INSTRUCTIONS FOR THE TASK: Beginning at the first line of the data, print each line exactly, stopping after the line that contains "pub fn navigate(&mut".

SUPPLIED DATA:
___
impl App {
    pub fn new(config: &ClientConfig) -> Self {
        Self {
            user_id: config.user_id.clone(),
            submission_url: config.submission_url().map(str::to_string),
            logged_out: false,
            input_mode: InputMode::Normal,
            current_page: Page::Dashboard,
            should_quit: false,
            show_help: false,
            notice: None,
            interpreter: config.interpreter(),
            speech: KeyboardDictation::new(),
            watchlist: config.watchlist.clone(),
            selected_stock_index: 0,
            trade_dialog: None,
            preset_draft: PresetDraft::default(),
            preset_field: PresetField::PresetName,
            user_presets: PresetList::new(),
            selected_preset_index: 0,
            orders: IndexMap::new(),
            selected_order_index: 0,
            next_order_id: 1,
            order_tx: None,
        }
    }

    pub fn set_order_sender(&mut self, tx: UnboundedSender<Submission>) {
        self.order_tx = Some(tx);
    }

    // ----- navigation -----

    pub fn navigate(&mut self, page: Page) {
        info!(path = page.path(), "navigate");
        self.current_page = page;
    }

    /// Navigate by page name; unknown names are ignored.
    pub fn navigate_to(&mut self, name: &str) {
        if let Some(page) = Page::from_name(name) {
            self.navigate(page);
        }
    }

    pub fn next_page(&mut self) {
        let idx = (self.current_page.index() + 1) % Page::ALL.len();
        self.navigate(Page::ALL[idx]);
    }

    pub fn prev_page(&mut self) {
        let idx = (self.current_page.index() + Page::ALL.len() - 1) % Page::ALL.len();
        self.navigate(Page::ALL[idx]);
    }

    pub fn logout(&mut self) {
        info!(user = %self.user_id, "logout");
        self.user_id.clear();
        self.logged_out = true;
        self.should_quit = true;
    }

    pub fn toggle_help(&mut self) {
        self.show_help = !self.show_help;
    }

    pub fn dismiss_notice(&mut self) {
        self.notice = None;
    }

    fn notify(&mut self, kind: NoticeKind, text: impl Into<String>) {
        self.notice = Some(Notice {
            kind,
            text: text.into(),
        });
    }

    pub fn move_selection_up(&mut self) {
        let idx = match self.current_page {
            Page::Dashboard => &mut self.selected_stock_index,
            Page::Orders => &mut self.selected_order_index,
            Page::Preset => &mut self.selected_preset_index,
            _ => return,
        };
        *idx = idx.saturating_sub(1);
    }

    pub fn move_selection_down(&mut self) {
        let (idx, len) = match self.current_page {
            Page::Dashboard => (&mut self.selected_stock_index, self.watchlist.len()),
            Page::Orders => (&mut self.selected_order_index, self.orders.len()),
            Page::Preset => (&mut self.selected_preset_index, self.user_presets.len()),
            _ => return,
        };
        if *idx + 1 < len {
            *idx += 1;
        }
    }

    // ----- voice -----

    pub fn start_listening(&mut self) {
        self.speech.start();
        self.speech.reset_transcript();
        self.input_mode = InputMode::Listening;
        info!("voice capture started");
    }

    pub fn hear_char(&mut self, c: char) {
        self.speech.hear(c);
    }

    pub fn unhear_char(&mut self) {
        self.speech.backspace();
    }

    /// Stop listening and act on whatever was heard.
    pub fn stop_listening(&mut self) {
        self.speech.stop();
        self.input_mode = InputMode::Normal;

        let transcript = self.speech.transcript().to_string();
        if transcript.trim().is_empty() {
            self.notify(NoticeKind::Error, NO_SPEECH);
            return;
        }

        self.handle_command(&transcript);
        self.speech.reset_transcript();
    }

    /// Stop listening and throw the transcript away.
    pub fn abort_listening(&mut self) {
        self.speech.stop();
        self.speech.reset_transcript();
        self.input_mode = InputMode::Normal;
    }

    pub fn handle_command(&mut self, transcript: &str) {
        match self.interpreter.interpret(transcript) {
            Interpretation::Executed(order) => {
                info!(
                    action = %order.action,
                    quantity = order.quantity,
                    price = %order.price,
                    symbol = %order.symbol,
                    "voice order"
                );
                self.notify(NoticeKind::Success, order.to_string());

                let stock = self.watchlist.iter().find(|s| s.symbol == order.symbol);
                let request = OrderRequest::from_executed(&order, stock, self.user_id.clone());
                self.submit(request, OrderSource::Voice);
            }
            Interpretation::Rejected(reason) => {
                warn!(transcript, "voice command rejected: {}", reason);
                self.notify(NoticeKind::Error, reason.to_string());
            }
        }
    }

    // ----- trade dialog -----

    pub fn open_trade_dialog(&mut self) {
        if let Some(stock) = self.watchlist.get(self.selected_stock_index) {
            self.trade_dialog = Some(TradeDialog::new(stock.clone()));
            self.input_mode = InputMode::Dialog;
        }
    }

    pub fn close_trade_dialog(&mut self) {
        self.trade_dialog = None;
        self.input_mode = InputMode::Normal;
    }

    pub fn dialog_select_next(&mut self) {
        let count = self.interpreter.presets().len();
        if let Some(dialog) = self.trade_dialog.as_mut() {
            if count == 0 {
                return;
            }
            dialog.selected = Some(match dialog.selected {
                Some(i) if i + 1 < count => i + 1,
                Some(i) => i,
                None => 0,
            });
        }
    }

    pub fn dialog_select_prev(&mut self) {
        if let Some(dialog) = self.trade_dialog.as_mut() {
            if let Some(i) = dialog.selected {
                dialog.selected = Some(i.saturating_sub(1));
            }
        }
    }

    pub fn execute_dialog_order(&mut self) {
        let Some(dialog) = self.trade_dialog.as_ref() else {
            return;
        };
        if dialog.is_loading() {
            return;
        }

        let preset = dialog
            .selected
            .and_then(|i| self.interpreter.presets().iter().nth(i))
            .map(|(_, preset)| preset.clone());
        let Some(preset) = preset else {
            if let Some(dialog) = self.trade_dialog.as_mut() {
                dialog.status = Some(NO_PRESET_SELECTED.to_string());
            }
            return;
        };

        let request = OrderRequest::from_preset(&dialog.stock, &preset, self.user_id.clone());
        let id = self.record(request, OrderSource::Dialog);
        if let Some(dialog) = self.trade_dialog.as_mut() {
            dialog.pending = Some(id);
            dialog.status = None;
        }
        self.dispatch(id);
    }

    // ----- orders -----

    fn submit(&mut self, request: OrderRequest, source: OrderSource) -> SubmissionId {
        let id = self.record(request, source);
        self.dispatch(id);
        id
    }

    fn record(&mut self, request: OrderRequest, source: OrderSource) -> SubmissionId {
        let id = self.next_order_id;
        self.next_order_id += 1;
        self.orders.insert(
            id,
            SubmittedOrder {
                id,
                request,
                source,
                status: OrderStatus::Pending,
                timestamp: Local::now(),
            },
        );
        id
    }

    fn dispatch(&mut self, id: SubmissionId) {
        let Some(request) = self.orders.get(&id).map(|o| o.request.clone()) else {
            return;
        };
        let sent = self
            .order_tx
            .as_ref()
            .is_some_and(|tx| tx.send(Submission { id, request }).is_ok());
        if !sent {
            warn!(id, "order gateway unavailable");
            self.apply_outcome(id, Err(Failure::Error("order gateway unavailable".into())));
        }
    }

    pub fn handle_submission_result(&mut self, result: SubmissionResult) {
        let outcome = result.outcome.map_err(|e| match e {
            GatewayError::Status(code) => Failure::Status(code),
            GatewayError::Transport(err) => Failure::Error(err.to_string()),
        });
        self.apply_outcome(result.id, outcome);
    }

    fn apply_outcome(&mut self, id: SubmissionId, outcome: Result<(), Failure>) {
        let Some(order) = self.orders.get_mut(&id) else {
            return;
        };

        let message = match &outcome {
            Ok(()) => order.request.completed_message(),
            Err(Failure::Status(_)) => ORDER_FAILED.to_string(),
            Err(Failure::Error(_)) => ORDER_ERROR.to_string(),
        };
        order.status = match outcome {
            Ok(()) => OrderStatus::Completed,
            Err(Failure::Status(code)) => OrderStatus::Failed(format!("HTTP {code}")),
            Err(Failure::Error(reason)) => OrderStatus::Failed(reason),
        };
        let failed = order.status != OrderStatus::Completed;
        let source = order.source;

        match source {
            OrderSource::Dialog => {
                if let Some(dialog) = self
                    .trade_dialog
                    .as_mut()
                    .filter(|d| d.pending == Some(id))
                {
                    dialog.pending = None;
                    dialog.status = Some(message);
                }
            }
            OrderSource::Voice if failed => self.notify(NoticeKind::Error, message),
            OrderSource::Voice => {}
        }
    }

    /// Net filled quantity per symbol (buys positive, sells negative),
    /// from completed orders, in first-traded order.
    pub fn positions(&self) -> IndexMap<String, i64> {
        let mut positions = IndexMap::new();
        for order in self.orders.values() {
            if order.status != OrderStatus::Completed {
                continue;
            }
            let qty = i64::from(order.request.qty);
            let signed = match order.request.order_type {
                pulse_core::Side::Buy => qty,
                pulse_core::Side::Sell => -qty,
            };
            *positions.entry(order.request.symbol.clone()).or_insert(0) += signed;
        }
        positions
    }

    // ----- preset page -----

    pub fn start_preset_editing(&mut self) {
        self.navigate(Page::Preset);
        self.input_mode = InputMode::EditingPreset;
    }

    pub fn stop_preset_editing(&mut self) {
        self.input_mode = InputMode::Normal;
    }

    pub fn next_preset_field(&mut self) {
        self.preset_field = self.preset_field.next();
    }

    pub fn prev_preset_field(&mut self) {
        self.preset_field = self.preset_field.prev();
    }

    pub fn enter_preset_char(&mut self, c: char) {
        self.preset_draft.field_mut(self.preset_field).push(c);
    }

    pub fn delete_preset_char(&mut self) {
        self.preset_draft.field_mut(self.preset_field).pop();
    }

    pub fn add_preset(&mut self) {
        let added = self.user_presets.add(&mut self.preset_draft);
        info!(
            name = %added.preset_name,
            stop_loss = %added.stop_loss,
            take_profit = %added.take_profit,
            "preset added"
        );
        self.preset_field = PresetField::PresetName;
        self.input_mode = InputMode::Normal;
        self.selected_preset_index = self.user_presets.len().saturating_sub(1);
    }

    pub fn delete_selected_preset(&mut self) {
        if let Some(removed) = self.user_presets.remove(self.selected_preset_index) {
            info!(name = %removed.preset_name, "preset deleted");
        }
        if self.selected_preset_index >= self.user_presets.len() {
            self.selected_preset_index = self.user_presets.len().saturating_sub(1);
        }
    }
}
___
FINISHED TASK:
impl App {
    pub fn new(config: &ClientConfig) -> Self {
        Self {
            user_id: config.user_id.clone(),
            submission_url: config.submission_url().map(str::to_string),
            logged_out: false,
            input_mode: InputMode::Normal,
            current_page: Page::Dashboard,
            should_quit: false,
            show_help: false,
            notice: None,
            interpreter: config.interpreter(),
            speech: KeyboardDictation::new(),
            watchlist: config.watchlist.clone(),
            selected_stock_index: 0,
            trade_dialog: None,
            preset_draft: PresetDraft::default(),
            preset_field: PresetField::PresetName,
            user_presets: PresetList::new(),
            selected_preset_index: 0,
            orders: IndexMap::new(),
            selected_order_index: 0,
            next_order_id: 1,
            order_tx: None,
        }
    }

    pub fn set_order_sender(&mut self, tx: UnboundedSender<Submission>) {
        self.order_tx = Some(tx);
    }

    // ----- navigation -----

    pub fn navigate(&mut self, page: Page) {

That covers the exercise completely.